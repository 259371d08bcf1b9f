//! SVG connectivity map renderer.
//!
//! Consumes parsed summary lines rather than the live sector tree, so a
//! map can be redrawn from any sector text on disk. Routes come from
//! the routing engine; everything else is glyph placement around each
//! hex center.

use std::collections::HashSet;
use std::fs;
use std::path::Path;

use crate::geometry::{HexCoord, FACTOR, SIDE};
use crate::routing;
use crate::sector::{COLUMNS, ROWS};

use super::ascii::VolumeSummary;
use super::ExportError;

// Deterministic scatter for belt glyphs, in side-fractions around the
// hex center.
const BELT_SCATTER: [(f64, f64); 7] = [
    (-0.22, -0.10),
    (-0.05, 0.18),
    (0.12, -0.20),
    (0.25, 0.05),
    (-0.15, 0.08),
    (0.03, -0.04),
    (0.18, 0.22),
];

fn map_width() -> i64 {
    (SIDE * (COLUMNS as f64 * 1.5 + 0.5)).ceil() as i64
}

fn map_height() -> i64 {
    (SIDE * FACTOR * (ROWS as f64 + 0.5)).ceil() as i64
}

fn header(name: &str) -> String {
    let width = map_width();
    let height = map_height();
    format!(
        r##"<?xml version="1.0" standalone="no"?>
<!DOCTYPE svg PUBLIC "-//W3C//DTD SVG 1.1//EN"
  "http://www.w3.org/Graphics/SVG/1.1/DTD/svg11.dtd">
<svg width="{width}px" height="{height}px" version="1.1" xmlns="http://www.w3.org/2000/svg">
  <desc>Sector map: {name}</desc>
  <style>
    svg {{ fill: #FFF; }}
    text {{ text-anchor: middle; fill: #567; font: 8px sans-serif; }}
    text.namestamp {{ text-anchor: start; font-size: 13px; }}
    text.symbol {{ font-size: 14px; fill: #222; }}
    g.grid text {{ fill: #DDD; }}
    polygon.hex {{ fill: none; stroke: #DDD; stroke-width: 1; }}
    polyline.frame {{ fill: none; stroke: #DDD; stroke-width: 1; }}
    line {{ opacity: 0.5; }}
    line.line1 {{ stroke: #666; stroke-width: 4; }}
    line.line2 {{ stroke: #66C; stroke-width: 3; }}
    line.line3 {{ stroke: #C60; stroke-width: 2; }}
    circle {{ fill: #222; stroke: #FFF; stroke-width: 1; }}
    g.gas-giant circle {{ fill: #034; stroke: #034; }}
    g.gas-giant ellipse {{ fill: none; stroke: #034; stroke-width: 1; }}
    path.zone {{ fill: none; stroke: #B90; stroke-width: 3; stroke-dasharray: 3,6; }}
  </style>
  <rect width='{width}' height='{height}' />
"##
    )
}

fn hex_outline(coord: HexCoord) -> String {
    let (cx, cy) = coord.center();
    let half = SIDE / 2.0;
    let rise = SIDE * FACTOR / 2.0;
    let corners = [
        (cx - SIDE, cy),
        (cx - half, cy - rise),
        (cx + half, cy - rise),
        (cx + SIDE, cy),
        (cx + half, cy + rise),
        (cx - half, cy + rise),
    ];
    let points: Vec<String> = corners
        .iter()
        .map(|(x, y)| format!("{:.0},{:.0}", x, y))
        .collect();
    format!("    <polygon class='hex' points='{}' />", points.join(" "))
}

fn grid() -> String {
    let mut out = vec!["  <g class='grid'>".to_string()];
    for row in 1..=ROWS {
        for column in 1..=COLUMNS {
            let coord = HexCoord::new(column, row);
            let (cx, cy) = coord.center();
            out.push(hex_outline(coord));
            out.push(format!(
                "    <text x='{:.0}' y='{:.0}'>{}</text>",
                cx,
                cy - SIDE * FACTOR / 2.0 + 0.2 * SIDE,
                coord
            ));
        }
    }
    out.push("  </g>".to_string());
    out.join("\n")
}

fn route_lines(summaries: &[VolumeSummary]) -> String {
    let occupied: HashSet<HexCoord> = summaries.iter().map(|s| s.coord).collect();
    routing::sector_routes(&occupied)
        .iter()
        .map(|route| {
            let a = route.from.center();
            let b = route.to.center();
            format!(
                "  <!-- {} > {} --><line class='line{}' x1='{:.0}' y1='{:.0}' x2='{:.0}' y2='{:.0}' />",
                route.from,
                route.to,
                route.distance.floor() as i64,
                a.0,
                a.1,
                b.0,
                b.1,
            )
        })
        .collect::<Vec<_>>()
        .join("\n")
}

fn belt_glyph(center: (f64, f64)) -> String {
    let mut out = vec!["    <g class='belt'>".to_string()];
    for (dx, dy) in BELT_SCATTER {
        out.push(format!(
            "      <circle cx='{:.0}' cy='{:.0}' r='{:.1}' />",
            center.0 + dx * SIDE,
            center.1 + dy * SIDE,
            SIDE / 15.0,
        ));
    }
    out.push("    </g>".to_string());
    out.join("\n")
}

fn gas_giant_glyph(center: (f64, f64)) -> String {
    let x = center.0 + SIDE / 1.8;
    let y = center.1 + SIDE / 3.0;
    format!(
        "    <g class='gas-giant'><ellipse cx='{x:.0}' cy='{y:.0}' rx='{rx:.1}' ry='{ry:.1}' /><circle cx='{x:.0}' cy='{y:.0}' r='{r:.1}' /></g>",
        rx = SIDE / 6.5,
        ry = SIDE / 13.0 * 0.4,
        r = SIDE / 15.6,
    )
}

fn base_glyphs(summary: &VolumeSummary, center: (f64, f64)) -> String {
    let (cx, cy) = center;
    let mut out = Vec::new();
    let symbol = |x: f64, y: f64, glyph: char| {
        format!("    <text class='symbol' x='{x:.0}' y='{y:.0}'>{glyph}</text>")
    };
    if summary.bases.contains('N') {
        out.push(symbol(cx - SIDE / 1.8, cy - SIDE / 6.0, '\u{2693}'));
    }
    if summary.bases.contains('S') {
        out.push(symbol(cx - SIDE / 1.8, cy + SIDE / 2.4, '\u{269C}'));
    }
    if summary.bases.contains('G') {
        out.push(gas_giant_glyph(center));
    }
    if summary.bases.contains('C') {
        out.push(symbol(cx - SIDE / 1.5, cy + SIDE / 7.0, '\u{2691}'));
    }
    if summary.bases.contains('P') {
        out.push(symbol(cx - SIDE / 3.1, cy + SIDE / 7.0, '\u{2620}'));
    }
    out.join("\n")
}

fn world_glyphs(summary: &VolumeSummary) -> String {
    let center = summary.coord.center();
    let (cx, cy) = center;
    // Unknown profile characters draw the generic planet style.
    let size = summary.uwp.chars().nth(1).unwrap_or('.');
    let starport = summary.uwp.chars().next().unwrap_or('.');

    let mut out = vec![format!(
        "  <!-- Volume {} {} {} -->",
        summary.coord, summary.uwp, summary.name
    )];
    if size == '0' {
        out.push(belt_glyph(center));
    } else {
        out.push(format!(
            "    <circle class='planet' cx='{:.0}' cy='{:.0}' r='{:.1}' />",
            cx,
            cy,
            SIDE / 7.0,
        ));
    }
    out.push(format!(
        "    <text class='spaceport' x='{:.0}' y='{:.0}'>{}</text>",
        cx,
        cy + SIDE / 2.0,
        starport,
    ));
    out.push(format!(
        "    <text x='{:.0}' y='{:.0}'>{}</text>",
        cx,
        cy + SIDE / 1.3,
        summary.uwp,
    ));
    out.push(format!(
        "    <text x='{:.0}' y='{:.0}'>{}</text>",
        cx,
        cy - SIDE / 2.1,
        summary.name,
    ));

    if summary.travel_zone != ".." {
        let curve = SIDE / 2.0;
        out.push(format!(
            "    <path class='zone' d='M {:.0} {:.0} a {curve:.0} {curve:.0} 0 1 0 20 0' />",
            cx - curve / 2.0,
            cy - curve / 1.4,
        ));
    }

    let glyphs = base_glyphs(summary, center);
    if !glyphs.is_empty() {
        out.push(glyphs);
    }

    let mut x = cx + SIDE / 1.8 + 2.0;
    let mut y = cy - SIDE / 3.0 + 3.0;
    for star in &summary.stars {
        let label: String = star.chars().take(2).collect();
        out.push(format!("    <text x='{x:.0}' y='{y:.0}'>{label}</text>"));
        x += 3.0;
        y += 7.0;
    }
    out.join("\n")
}

fn frame() -> String {
    let w = map_width();
    let h = map_height();
    format!("  <polyline class='frame' points='0,0 {w},0 {w},{h} 0,{h} 0,0' />")
}

/// Renders a full sector map from parsed summary lines.
pub fn render_map(summaries: &[VolumeSummary], name: &str) -> String {
    let mut parts = vec![header(name)];
    parts.push(grid());
    parts.push(route_lines(summaries));
    for summary in summaries {
        parts.push(world_glyphs(summary));
    }
    parts.push(format!(
        "  <text class='namestamp' x='10' y='{}'>{}</text>",
        map_height() - 10,
        name,
    ));
    parts.push(frame());
    parts.push("</svg>".to_string());
    parts.join("\n")
}

/// Writes the rendered map to `path`.
pub fn write_map(summaries: &[VolumeSummary], name: &str, path: &Path) -> Result<(), ExportError> {
    fs::write(path, render_map(summaries, name))?;
    Ok(())
}

#[cfg(test)]
mod tests {
    use super::*;

    fn summary(line: &str) -> VolumeSummary {
        line.parse().expect("test summary")
    }

    #[test]
    fn test_map_has_svg_scaffolding() {
        let map = render_map(&[], "Empty Reach");
        assert!(map.starts_with("<?xml"));
        assert!(map.contains("<svg"));
        assert!(map.ends_with("</svg>"));
        assert!(map.contains("Empty Reach"));
        assert!(map.contains("polygon class='hex'"));
    }

    #[test]
    fn test_neighbours_get_route_lines() {
        let summaries = vec![
            summary("0505 A867945-8 T N.G.. ..\tAg\tO\tG2V\tHaven"),
            summary("0506 C550420-5 C ..... ..\tPo\tF\tK5V\tQuarry"),
        ];
        let map = render_map(&summaries, "Pair");
        assert!(map.contains("class='line1'"));
        assert!(map.contains("0505 > 0506"));
    }

    #[test]
    fn test_belts_and_planets_draw_differently() {
        let belt = summary("0101 X000000-0 F ..... AZ\tAs,Va\t\tM2V\tBarrens");
        let planet = summary("0303 B867740-7 T ..... ..\tAg\tO\tG0V\tMeridian");
        let map = render_map(&[belt, planet], "Mixed");
        assert!(map.contains("<g class='belt'>"));
        assert!(map.contains("class='planet'"));
    }

    #[test]
    fn test_base_flags_place_symbols() {
        let with_bases = summary("0404 A867945-8 T NSGCP ..\tAg\tO\tG2V\tHearth");
        let map = render_map(&[with_bases], "Bases");
        assert!(map.contains('\u{2693}'));
        assert!(map.contains('\u{269C}'));
        assert!(map.contains('\u{2691}'));
        assert!(map.contains('\u{2620}'));
        assert!(map.contains("class='gas-giant'"));
    }

    #[test]
    fn test_amber_zone_draws_arc() {
        let amber = summary("0707 C867A45-8 R ..... AZ\tFl\tO\tG2V\tEmber");
        let map = render_map(&[amber], "Amber");
        assert!(map.contains("class='zone'"));
    }
}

Your goal:
When you reach the line containing "let mut x = cx + SIDE / 1.8 + 2.0;" in the data above, start copying exactly, and stop after the line containing "Writes the rendered".

Exercise solution:
    let mut x = cx + SIDE / 1.8 + 2.0;
    let mut y = cy - SIDE / 3.0 + 3.0;
    for star in &summary.stars {
        let label: String = star.chars().take(2).collect();
        out.push(format!("    <text x='{x:.0}' y='{y:.0}'>{label}</text>"));
        x += 3.0;
        y += 7.0;
    }
    out.join("\n")
}

fn frame() -> String {
    let w = map_width();
    let h = map_height();
    format!("  <polyline class='frame' points='0,0 {w},0 {w},{h} 0,{h} 0,0' />")
}

/// Renders a full sector map from parsed summary lines.
pub fn render_map(summaries: &[VolumeSummary], name: &str) -> String {
    let mut parts = vec![header(name)];
    parts.push(grid());
    parts.push(route_lines(summaries));
    for summary in summaries {
        parts.push(world_glyphs(summary));
    }
    parts.push(format!(
        "  <text class='namestamp' x='10' y='{}'>{}</text>",
        map_height() - 10,
        name,
    ));
    parts.push(frame());
    parts.push("</svg>".to_string());
    parts.join("\n")
}

/// Writes the rendered map to `path`.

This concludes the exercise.